Pet Peeve of the Week: No reverse image

tipofweek

It seems new coin auctions on Proxibid have to be reminded to take photos of both sides of the coin. This is especially important with Franklin halves because the reverse in many years determines the value of the lot.

Franklin halves are notorious for weak strikes in certain years, such as the 1953-S. One way to determine the strike is to look at the reverse and see if the lines on the liberty bell are distinct.

The abbreviated designation “FBL,” or “full bell lines,” pertains to a strong strike so that the two lines on the bottom of the bell run unbroken to the crack. Rick Tomaska, author of A Guide Book of Franklin & Kennedy Half Dollars and a top expert on the topic, defines FBL more specifically on this link.

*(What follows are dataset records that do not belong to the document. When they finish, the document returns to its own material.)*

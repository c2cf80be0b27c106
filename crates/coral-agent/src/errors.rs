use serde::{Deserialize, Serialize};
use thiserror::Error;

/// Errors raised at the tool boundary.
///
/// These travel inside tool responses so the model can read them, which is why
/// the type is serializable and cloneable.
#[non_exhaustive]
#[derive(Error, Debug, Clone, PartialEq, Deserialize, Serialize)]
pub enum AgentError {
    #[error("Tool not found: {0}")]
    ToolNotFound(String),

    #[error("Invalid parameters: {0}")]
    InvalidParameters(String),

    #[error("Tool execution failed: {0}")]
    ExecutionError(String),

    /// The session backing a remote tool is gone; the step cannot continue.
    #[error("Connection lost: {0}")]
    Connection(String),

    #[error("Internal error: {0}")]
    Internal(String),
}

pub type AgentResult<T> = Result<T, AgentError>;
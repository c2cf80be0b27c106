pub mod agent;

use axum::Router;

pub fn configure() -> Router {
    Router::new().merge(agent::routes())
}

Here is a photo of what FBL looks like:

fbl

Franklin halves with FBL can fetch hundreds and sometimes thousands of dollars, depending on the condition of the coin. Unfortunately, in this new coin auction on Proxibid, there is no way to tell the worth of this lot without a reverse photo.

When we first launched Proxiblog in 2011, more than half of the coin auctions on the portal only showed the obverse of coins. That has changed dramatically. Nevertheless, we feel the need to remind newbie online auctioneers not to take shortcuts by cutting back on photography–namely, the reverse of coins.

Proxiblog is an independent entity with no connection to the auction portal Proxibid. Our intent is to uphold basic numismatic standards as established by the American Numismatic Association and the National Auctioneer Association and to ensure a pleasurable bidding experience not only on Proxibid but also on similar portals such as iCollector and AuctionZip.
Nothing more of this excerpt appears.